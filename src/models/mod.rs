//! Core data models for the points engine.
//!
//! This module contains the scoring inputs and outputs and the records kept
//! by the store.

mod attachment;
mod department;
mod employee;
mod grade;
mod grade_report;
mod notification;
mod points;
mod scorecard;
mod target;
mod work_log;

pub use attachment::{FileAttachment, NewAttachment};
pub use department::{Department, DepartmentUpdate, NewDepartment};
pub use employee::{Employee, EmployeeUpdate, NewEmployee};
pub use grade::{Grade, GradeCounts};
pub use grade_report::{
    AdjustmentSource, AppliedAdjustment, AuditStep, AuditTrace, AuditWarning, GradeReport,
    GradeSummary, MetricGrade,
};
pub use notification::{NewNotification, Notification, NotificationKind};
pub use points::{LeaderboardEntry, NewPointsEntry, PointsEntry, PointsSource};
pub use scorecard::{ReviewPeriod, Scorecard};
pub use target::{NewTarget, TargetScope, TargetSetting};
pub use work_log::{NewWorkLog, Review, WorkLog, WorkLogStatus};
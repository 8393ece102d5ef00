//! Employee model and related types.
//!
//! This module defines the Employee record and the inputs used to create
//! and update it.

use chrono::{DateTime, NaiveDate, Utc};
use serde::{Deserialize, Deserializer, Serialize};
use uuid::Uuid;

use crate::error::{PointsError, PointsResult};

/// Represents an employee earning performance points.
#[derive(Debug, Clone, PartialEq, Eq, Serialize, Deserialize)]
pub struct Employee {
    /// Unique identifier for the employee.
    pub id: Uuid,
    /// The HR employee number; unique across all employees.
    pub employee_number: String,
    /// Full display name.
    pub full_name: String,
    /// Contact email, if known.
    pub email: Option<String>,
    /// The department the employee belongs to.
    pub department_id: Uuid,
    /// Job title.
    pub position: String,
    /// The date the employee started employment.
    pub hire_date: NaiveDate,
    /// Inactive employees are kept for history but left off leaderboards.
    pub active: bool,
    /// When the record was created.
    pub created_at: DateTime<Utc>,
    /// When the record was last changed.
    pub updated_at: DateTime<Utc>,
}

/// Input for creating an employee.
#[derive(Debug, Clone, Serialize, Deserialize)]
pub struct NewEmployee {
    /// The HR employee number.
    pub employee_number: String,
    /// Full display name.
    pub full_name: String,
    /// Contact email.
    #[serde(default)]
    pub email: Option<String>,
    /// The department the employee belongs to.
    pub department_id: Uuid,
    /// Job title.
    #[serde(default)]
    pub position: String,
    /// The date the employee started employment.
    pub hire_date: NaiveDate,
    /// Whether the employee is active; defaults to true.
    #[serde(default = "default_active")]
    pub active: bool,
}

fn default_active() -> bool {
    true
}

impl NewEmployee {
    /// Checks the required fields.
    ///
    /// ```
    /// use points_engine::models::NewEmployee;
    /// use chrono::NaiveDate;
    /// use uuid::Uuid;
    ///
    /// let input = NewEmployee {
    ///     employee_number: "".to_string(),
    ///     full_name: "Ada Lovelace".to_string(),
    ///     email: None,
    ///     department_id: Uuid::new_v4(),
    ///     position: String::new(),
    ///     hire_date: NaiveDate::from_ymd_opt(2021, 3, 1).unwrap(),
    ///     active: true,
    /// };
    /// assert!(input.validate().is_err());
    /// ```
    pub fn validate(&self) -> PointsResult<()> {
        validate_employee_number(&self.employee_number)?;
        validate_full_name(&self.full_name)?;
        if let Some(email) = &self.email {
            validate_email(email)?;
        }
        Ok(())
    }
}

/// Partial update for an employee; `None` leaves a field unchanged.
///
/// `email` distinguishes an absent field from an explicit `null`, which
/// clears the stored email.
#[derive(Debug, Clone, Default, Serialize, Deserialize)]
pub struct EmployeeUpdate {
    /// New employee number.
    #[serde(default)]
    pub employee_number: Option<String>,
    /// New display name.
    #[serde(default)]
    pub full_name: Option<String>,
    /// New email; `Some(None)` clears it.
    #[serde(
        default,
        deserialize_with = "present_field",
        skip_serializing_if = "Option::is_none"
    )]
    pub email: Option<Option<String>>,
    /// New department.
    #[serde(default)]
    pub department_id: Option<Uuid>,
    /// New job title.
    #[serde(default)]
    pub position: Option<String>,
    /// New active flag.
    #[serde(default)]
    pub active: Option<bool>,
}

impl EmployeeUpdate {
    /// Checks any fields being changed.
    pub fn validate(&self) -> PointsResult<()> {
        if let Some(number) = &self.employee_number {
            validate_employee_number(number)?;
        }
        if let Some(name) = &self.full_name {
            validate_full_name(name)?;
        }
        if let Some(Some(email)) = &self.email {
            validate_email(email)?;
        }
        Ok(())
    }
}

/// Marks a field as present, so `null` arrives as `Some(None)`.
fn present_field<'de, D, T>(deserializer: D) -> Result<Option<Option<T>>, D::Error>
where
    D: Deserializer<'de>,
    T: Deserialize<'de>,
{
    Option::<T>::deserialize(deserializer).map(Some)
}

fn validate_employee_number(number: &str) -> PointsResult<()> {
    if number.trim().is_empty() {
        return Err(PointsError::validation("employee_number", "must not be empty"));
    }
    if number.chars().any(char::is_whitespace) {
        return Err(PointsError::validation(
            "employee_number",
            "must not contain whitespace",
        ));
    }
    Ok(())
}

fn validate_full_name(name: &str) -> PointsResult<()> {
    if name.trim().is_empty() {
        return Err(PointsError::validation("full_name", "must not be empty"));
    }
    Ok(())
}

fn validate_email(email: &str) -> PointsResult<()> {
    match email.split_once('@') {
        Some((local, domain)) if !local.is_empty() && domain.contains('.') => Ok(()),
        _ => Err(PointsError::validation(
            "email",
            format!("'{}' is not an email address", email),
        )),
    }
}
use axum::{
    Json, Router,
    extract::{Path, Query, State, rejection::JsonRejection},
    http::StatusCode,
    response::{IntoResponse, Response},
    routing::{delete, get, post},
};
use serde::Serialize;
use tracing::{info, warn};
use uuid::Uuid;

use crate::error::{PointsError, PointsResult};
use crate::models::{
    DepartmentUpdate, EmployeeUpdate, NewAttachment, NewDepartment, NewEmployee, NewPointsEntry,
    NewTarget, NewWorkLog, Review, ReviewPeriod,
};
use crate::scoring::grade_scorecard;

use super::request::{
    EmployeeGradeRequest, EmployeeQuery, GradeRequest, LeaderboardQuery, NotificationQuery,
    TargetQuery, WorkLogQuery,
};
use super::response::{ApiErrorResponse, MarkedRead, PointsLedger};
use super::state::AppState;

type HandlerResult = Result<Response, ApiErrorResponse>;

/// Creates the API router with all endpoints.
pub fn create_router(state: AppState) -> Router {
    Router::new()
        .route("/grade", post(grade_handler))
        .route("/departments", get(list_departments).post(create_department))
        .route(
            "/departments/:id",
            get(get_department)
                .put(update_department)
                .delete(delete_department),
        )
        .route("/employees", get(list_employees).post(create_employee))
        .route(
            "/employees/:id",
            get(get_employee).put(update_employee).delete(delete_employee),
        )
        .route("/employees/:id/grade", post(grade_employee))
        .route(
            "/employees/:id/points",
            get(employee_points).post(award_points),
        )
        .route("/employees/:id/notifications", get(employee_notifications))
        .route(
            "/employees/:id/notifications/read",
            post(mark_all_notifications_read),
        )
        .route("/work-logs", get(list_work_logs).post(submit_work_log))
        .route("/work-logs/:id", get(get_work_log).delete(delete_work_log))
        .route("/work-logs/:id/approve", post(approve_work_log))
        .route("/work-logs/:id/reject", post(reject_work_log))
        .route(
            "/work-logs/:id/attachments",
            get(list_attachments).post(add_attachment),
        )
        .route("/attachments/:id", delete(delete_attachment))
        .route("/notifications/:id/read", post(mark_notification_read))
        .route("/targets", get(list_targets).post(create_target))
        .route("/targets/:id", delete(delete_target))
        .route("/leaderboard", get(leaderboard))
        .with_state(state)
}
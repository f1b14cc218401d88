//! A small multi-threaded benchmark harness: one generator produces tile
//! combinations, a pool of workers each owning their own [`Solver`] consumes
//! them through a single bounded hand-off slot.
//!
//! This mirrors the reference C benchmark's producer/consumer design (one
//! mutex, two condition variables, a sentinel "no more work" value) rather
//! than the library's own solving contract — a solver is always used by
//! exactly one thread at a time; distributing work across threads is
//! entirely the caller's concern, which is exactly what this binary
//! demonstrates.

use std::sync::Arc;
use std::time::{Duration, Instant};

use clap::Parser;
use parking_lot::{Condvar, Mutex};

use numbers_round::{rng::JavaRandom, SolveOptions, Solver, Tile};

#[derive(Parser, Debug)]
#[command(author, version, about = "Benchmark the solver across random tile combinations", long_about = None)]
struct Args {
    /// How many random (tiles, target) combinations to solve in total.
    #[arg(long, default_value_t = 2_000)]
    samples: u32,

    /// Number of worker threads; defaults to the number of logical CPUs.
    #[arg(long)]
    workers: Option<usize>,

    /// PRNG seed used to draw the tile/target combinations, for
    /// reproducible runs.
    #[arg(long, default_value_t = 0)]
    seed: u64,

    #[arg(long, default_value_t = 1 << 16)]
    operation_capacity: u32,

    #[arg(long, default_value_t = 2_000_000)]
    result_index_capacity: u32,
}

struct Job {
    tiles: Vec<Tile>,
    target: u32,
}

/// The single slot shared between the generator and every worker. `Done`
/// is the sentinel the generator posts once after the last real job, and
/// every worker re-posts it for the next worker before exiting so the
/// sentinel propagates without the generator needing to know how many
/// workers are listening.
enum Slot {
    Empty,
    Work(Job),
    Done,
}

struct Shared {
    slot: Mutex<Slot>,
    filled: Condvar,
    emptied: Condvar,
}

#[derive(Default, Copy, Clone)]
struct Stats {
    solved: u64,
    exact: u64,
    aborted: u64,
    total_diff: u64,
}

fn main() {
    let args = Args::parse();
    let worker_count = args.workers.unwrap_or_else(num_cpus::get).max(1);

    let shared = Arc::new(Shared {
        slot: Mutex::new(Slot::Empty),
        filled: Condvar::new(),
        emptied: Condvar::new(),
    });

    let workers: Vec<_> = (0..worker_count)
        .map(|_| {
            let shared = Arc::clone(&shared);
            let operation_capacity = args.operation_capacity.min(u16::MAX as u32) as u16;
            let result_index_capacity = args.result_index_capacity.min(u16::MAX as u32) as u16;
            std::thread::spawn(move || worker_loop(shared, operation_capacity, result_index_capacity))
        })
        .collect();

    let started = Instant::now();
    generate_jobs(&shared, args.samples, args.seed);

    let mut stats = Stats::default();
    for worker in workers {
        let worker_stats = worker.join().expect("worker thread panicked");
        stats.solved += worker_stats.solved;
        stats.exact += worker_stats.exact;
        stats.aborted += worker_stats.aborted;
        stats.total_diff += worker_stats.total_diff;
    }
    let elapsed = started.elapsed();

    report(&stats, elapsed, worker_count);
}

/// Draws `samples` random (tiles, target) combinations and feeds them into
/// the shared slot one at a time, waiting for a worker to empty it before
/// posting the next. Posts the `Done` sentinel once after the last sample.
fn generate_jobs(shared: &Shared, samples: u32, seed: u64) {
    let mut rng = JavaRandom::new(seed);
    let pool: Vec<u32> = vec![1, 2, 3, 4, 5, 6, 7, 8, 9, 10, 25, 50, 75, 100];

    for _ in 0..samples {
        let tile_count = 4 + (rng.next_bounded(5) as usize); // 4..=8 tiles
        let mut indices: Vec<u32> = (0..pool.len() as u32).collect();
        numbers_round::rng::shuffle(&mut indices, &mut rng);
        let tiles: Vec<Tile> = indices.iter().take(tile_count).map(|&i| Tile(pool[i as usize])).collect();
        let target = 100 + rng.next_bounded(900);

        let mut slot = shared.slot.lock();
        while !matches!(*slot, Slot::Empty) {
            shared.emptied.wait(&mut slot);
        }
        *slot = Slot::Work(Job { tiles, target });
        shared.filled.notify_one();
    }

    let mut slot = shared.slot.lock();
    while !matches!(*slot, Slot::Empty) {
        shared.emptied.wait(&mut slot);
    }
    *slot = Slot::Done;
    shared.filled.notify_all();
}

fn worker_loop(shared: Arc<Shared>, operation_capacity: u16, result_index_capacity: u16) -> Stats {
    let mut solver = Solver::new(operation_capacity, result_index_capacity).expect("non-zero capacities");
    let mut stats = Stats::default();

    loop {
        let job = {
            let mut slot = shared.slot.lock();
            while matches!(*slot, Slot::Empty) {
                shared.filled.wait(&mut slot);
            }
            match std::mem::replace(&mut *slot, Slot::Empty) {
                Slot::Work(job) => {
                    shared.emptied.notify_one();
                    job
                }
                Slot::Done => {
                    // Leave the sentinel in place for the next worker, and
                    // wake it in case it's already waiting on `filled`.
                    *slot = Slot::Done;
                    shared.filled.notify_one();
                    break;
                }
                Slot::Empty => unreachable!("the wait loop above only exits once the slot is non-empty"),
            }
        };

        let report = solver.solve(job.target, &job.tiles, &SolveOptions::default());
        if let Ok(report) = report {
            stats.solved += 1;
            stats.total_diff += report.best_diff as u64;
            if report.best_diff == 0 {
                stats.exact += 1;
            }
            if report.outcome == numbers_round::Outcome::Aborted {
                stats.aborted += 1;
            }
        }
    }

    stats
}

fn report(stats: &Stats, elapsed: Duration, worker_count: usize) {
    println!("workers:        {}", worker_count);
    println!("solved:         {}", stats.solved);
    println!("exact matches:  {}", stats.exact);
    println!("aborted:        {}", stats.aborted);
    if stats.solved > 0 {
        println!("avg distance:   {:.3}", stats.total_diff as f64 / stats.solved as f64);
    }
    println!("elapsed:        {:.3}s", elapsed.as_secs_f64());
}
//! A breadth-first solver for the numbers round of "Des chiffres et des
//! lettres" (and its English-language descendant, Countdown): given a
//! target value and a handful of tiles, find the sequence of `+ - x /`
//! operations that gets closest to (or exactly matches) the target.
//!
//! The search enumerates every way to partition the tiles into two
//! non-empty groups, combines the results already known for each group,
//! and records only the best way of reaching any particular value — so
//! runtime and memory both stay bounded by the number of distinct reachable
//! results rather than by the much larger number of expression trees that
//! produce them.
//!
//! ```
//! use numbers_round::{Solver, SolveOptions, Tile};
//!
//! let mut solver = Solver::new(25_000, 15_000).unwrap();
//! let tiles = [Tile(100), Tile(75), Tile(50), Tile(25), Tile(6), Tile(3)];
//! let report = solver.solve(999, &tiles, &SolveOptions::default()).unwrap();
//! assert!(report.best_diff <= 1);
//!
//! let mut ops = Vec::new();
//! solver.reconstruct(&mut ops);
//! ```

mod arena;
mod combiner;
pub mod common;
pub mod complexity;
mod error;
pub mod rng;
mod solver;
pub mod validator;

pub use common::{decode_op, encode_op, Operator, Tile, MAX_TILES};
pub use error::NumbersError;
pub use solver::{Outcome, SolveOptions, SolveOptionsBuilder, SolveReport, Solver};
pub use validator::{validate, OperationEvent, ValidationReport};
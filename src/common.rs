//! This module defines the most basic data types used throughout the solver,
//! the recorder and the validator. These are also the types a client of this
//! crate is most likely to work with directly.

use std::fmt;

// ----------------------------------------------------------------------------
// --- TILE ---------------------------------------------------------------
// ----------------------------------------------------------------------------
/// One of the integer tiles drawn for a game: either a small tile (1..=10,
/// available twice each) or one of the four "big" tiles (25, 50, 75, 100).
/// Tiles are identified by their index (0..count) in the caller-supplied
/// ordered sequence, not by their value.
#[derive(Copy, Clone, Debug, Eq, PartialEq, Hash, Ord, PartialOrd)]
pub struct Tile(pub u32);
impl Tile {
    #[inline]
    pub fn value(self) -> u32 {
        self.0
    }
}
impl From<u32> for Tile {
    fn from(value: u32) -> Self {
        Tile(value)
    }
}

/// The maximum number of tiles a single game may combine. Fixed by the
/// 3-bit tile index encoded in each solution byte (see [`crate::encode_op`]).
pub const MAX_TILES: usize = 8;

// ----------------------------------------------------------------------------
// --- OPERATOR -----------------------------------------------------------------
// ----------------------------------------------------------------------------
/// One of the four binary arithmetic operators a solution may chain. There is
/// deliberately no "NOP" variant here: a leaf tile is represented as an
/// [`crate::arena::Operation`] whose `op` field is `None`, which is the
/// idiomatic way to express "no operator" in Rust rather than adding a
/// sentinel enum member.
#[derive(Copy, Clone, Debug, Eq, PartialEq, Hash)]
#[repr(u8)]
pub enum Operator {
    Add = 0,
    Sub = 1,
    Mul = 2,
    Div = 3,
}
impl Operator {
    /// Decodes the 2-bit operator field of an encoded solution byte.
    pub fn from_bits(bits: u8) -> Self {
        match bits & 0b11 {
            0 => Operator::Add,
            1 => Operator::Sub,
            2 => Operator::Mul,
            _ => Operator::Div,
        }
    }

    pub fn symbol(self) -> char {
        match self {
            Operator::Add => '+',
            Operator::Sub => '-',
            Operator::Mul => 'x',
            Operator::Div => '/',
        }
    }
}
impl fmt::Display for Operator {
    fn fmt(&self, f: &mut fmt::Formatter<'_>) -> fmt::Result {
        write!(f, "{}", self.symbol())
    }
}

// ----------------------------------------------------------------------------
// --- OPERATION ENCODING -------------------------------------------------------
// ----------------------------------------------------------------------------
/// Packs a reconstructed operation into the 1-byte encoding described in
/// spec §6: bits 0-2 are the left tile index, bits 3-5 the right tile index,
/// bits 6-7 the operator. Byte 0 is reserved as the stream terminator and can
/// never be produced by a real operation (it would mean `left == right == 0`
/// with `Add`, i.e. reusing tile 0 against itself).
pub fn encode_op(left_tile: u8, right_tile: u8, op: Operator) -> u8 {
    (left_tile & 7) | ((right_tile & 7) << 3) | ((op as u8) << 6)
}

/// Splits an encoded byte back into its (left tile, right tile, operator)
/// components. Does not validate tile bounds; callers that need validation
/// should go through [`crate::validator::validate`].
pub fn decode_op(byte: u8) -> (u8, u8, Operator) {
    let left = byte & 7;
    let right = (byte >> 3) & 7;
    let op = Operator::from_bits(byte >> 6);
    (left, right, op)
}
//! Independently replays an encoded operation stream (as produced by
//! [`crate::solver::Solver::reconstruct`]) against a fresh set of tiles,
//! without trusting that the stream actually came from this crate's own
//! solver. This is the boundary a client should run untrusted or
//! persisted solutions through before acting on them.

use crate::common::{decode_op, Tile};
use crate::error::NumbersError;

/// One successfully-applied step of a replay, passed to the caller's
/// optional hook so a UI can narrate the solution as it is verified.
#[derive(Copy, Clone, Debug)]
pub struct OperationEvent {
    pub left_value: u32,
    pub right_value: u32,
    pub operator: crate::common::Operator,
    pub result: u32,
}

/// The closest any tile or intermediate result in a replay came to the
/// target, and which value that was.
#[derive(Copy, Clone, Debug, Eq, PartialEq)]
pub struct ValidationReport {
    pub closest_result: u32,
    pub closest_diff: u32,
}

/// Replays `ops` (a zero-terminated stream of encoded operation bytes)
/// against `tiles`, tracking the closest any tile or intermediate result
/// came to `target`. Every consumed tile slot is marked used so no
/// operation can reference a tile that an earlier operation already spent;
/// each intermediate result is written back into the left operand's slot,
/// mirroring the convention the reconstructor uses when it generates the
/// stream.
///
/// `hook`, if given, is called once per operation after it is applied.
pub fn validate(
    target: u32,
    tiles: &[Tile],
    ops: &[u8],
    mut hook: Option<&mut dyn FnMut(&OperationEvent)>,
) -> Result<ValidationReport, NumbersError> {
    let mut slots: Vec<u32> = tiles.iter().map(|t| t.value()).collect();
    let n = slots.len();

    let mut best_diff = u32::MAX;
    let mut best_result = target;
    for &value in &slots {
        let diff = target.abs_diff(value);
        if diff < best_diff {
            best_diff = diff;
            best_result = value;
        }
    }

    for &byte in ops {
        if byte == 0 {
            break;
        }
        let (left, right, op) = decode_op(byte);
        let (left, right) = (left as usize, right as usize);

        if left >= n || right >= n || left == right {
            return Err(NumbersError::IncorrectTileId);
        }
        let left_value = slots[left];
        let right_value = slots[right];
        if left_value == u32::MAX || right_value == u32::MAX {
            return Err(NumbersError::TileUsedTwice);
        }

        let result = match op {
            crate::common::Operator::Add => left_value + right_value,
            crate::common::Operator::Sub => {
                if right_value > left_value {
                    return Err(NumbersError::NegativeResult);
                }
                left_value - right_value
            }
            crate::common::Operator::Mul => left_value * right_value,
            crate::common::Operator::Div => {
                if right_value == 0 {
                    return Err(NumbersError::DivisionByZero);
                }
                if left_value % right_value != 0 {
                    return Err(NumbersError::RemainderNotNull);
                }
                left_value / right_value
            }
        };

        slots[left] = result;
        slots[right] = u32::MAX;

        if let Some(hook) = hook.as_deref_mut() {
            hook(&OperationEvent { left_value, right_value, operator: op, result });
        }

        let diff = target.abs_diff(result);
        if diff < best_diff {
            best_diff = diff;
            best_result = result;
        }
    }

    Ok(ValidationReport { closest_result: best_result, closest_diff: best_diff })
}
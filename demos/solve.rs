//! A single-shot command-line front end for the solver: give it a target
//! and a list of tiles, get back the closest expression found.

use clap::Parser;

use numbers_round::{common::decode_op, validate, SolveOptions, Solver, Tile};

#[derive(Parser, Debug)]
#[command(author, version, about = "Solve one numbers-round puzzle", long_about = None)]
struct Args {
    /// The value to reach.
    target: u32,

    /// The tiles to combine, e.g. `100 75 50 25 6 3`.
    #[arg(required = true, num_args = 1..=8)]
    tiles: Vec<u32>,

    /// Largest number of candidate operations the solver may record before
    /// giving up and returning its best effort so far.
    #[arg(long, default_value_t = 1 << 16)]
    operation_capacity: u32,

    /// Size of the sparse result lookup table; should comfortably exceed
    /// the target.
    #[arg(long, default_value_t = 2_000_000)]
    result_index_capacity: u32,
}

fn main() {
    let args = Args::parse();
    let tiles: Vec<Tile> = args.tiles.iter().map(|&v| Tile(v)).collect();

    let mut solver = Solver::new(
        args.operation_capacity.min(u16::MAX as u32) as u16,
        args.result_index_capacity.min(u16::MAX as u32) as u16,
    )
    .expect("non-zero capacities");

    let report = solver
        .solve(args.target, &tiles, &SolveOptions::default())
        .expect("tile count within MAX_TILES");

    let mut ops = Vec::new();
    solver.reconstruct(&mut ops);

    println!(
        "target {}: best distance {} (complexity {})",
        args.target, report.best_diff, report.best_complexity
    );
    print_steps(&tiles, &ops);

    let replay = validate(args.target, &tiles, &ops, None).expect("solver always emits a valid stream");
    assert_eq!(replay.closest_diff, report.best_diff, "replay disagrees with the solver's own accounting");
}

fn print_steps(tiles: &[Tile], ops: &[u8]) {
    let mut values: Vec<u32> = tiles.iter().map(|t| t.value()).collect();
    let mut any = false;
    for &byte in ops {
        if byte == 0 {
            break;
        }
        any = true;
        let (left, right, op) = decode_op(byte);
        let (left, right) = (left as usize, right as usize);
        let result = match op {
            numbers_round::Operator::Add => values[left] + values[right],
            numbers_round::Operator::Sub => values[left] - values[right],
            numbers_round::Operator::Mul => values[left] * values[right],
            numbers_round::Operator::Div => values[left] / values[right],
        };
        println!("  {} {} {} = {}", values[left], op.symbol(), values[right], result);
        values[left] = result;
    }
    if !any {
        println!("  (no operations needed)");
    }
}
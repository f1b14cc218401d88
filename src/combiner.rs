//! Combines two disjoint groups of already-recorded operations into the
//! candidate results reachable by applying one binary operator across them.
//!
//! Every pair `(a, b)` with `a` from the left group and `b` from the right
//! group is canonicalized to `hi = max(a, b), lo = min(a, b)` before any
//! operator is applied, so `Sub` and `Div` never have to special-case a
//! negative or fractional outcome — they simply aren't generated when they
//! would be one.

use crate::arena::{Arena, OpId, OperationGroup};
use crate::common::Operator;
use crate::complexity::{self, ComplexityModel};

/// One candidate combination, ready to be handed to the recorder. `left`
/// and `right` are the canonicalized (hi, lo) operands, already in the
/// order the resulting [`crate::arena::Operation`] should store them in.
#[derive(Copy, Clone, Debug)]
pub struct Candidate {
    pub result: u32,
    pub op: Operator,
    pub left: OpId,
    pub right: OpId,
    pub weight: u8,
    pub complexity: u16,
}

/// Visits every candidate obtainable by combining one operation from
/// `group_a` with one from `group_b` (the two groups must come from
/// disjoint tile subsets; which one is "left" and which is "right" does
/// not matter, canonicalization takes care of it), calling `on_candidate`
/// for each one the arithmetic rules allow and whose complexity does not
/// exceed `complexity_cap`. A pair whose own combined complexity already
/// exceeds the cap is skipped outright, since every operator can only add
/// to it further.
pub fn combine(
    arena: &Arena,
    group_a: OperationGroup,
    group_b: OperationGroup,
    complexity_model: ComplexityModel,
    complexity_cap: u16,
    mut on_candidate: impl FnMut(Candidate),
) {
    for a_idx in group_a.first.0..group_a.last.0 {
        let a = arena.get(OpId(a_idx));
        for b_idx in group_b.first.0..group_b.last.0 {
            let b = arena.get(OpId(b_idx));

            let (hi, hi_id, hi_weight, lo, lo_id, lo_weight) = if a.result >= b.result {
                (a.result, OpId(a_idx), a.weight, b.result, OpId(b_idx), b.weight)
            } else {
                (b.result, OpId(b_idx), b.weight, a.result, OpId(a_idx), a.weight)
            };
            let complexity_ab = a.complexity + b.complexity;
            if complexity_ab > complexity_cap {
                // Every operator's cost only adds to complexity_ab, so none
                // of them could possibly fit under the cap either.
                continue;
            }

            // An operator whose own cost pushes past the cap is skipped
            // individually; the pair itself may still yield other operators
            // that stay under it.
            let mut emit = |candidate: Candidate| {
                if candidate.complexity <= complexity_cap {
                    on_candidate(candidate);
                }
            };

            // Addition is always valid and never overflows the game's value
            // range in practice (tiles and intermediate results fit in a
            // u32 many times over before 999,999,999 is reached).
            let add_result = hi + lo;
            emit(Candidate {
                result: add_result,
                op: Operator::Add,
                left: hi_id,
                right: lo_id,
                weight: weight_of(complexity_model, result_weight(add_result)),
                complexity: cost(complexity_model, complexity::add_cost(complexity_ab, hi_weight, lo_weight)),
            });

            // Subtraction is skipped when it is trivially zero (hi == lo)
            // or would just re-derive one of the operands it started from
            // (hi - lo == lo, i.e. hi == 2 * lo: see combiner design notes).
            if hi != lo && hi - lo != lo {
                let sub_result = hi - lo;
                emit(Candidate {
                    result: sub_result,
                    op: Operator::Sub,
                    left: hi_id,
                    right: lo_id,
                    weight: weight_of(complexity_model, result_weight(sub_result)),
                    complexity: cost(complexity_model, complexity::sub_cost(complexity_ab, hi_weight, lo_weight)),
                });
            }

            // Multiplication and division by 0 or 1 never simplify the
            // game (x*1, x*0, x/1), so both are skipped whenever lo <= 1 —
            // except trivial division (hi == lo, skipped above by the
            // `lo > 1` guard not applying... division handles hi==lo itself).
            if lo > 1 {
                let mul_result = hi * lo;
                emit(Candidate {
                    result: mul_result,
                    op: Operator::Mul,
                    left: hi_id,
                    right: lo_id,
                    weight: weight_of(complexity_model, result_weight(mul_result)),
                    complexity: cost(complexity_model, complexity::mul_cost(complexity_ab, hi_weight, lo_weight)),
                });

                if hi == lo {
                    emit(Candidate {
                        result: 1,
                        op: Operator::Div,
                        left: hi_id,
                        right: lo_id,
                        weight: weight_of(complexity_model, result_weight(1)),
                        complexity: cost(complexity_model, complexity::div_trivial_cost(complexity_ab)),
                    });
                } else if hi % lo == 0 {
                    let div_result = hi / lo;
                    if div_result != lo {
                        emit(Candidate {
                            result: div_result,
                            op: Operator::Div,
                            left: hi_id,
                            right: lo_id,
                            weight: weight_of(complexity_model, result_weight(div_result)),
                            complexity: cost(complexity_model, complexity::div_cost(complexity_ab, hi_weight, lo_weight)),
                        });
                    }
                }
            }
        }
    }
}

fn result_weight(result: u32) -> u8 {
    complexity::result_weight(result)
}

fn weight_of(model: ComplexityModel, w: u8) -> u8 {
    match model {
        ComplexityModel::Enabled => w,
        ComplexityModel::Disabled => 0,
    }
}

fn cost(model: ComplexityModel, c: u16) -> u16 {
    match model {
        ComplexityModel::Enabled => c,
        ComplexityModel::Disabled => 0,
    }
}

## Work order
In the entries above, find the line holding "let a = arena.get(OpId(a_idx));" and the line holding "let (hi, hi_id, hi_weight, lo, lo_id, lo_weight)"; print both of them and every line between, exactly, and nothing else.

## Reply to the exercise
        let a = arena.get(OpId(a_idx));
        for b_idx in group_b.first.0..group_b.last.0 {
            let b = arena.get(OpId(b_idx));

            let (hi, hi_id, hi_weight, lo, lo_id, lo_weight) = if a.result >= b.result {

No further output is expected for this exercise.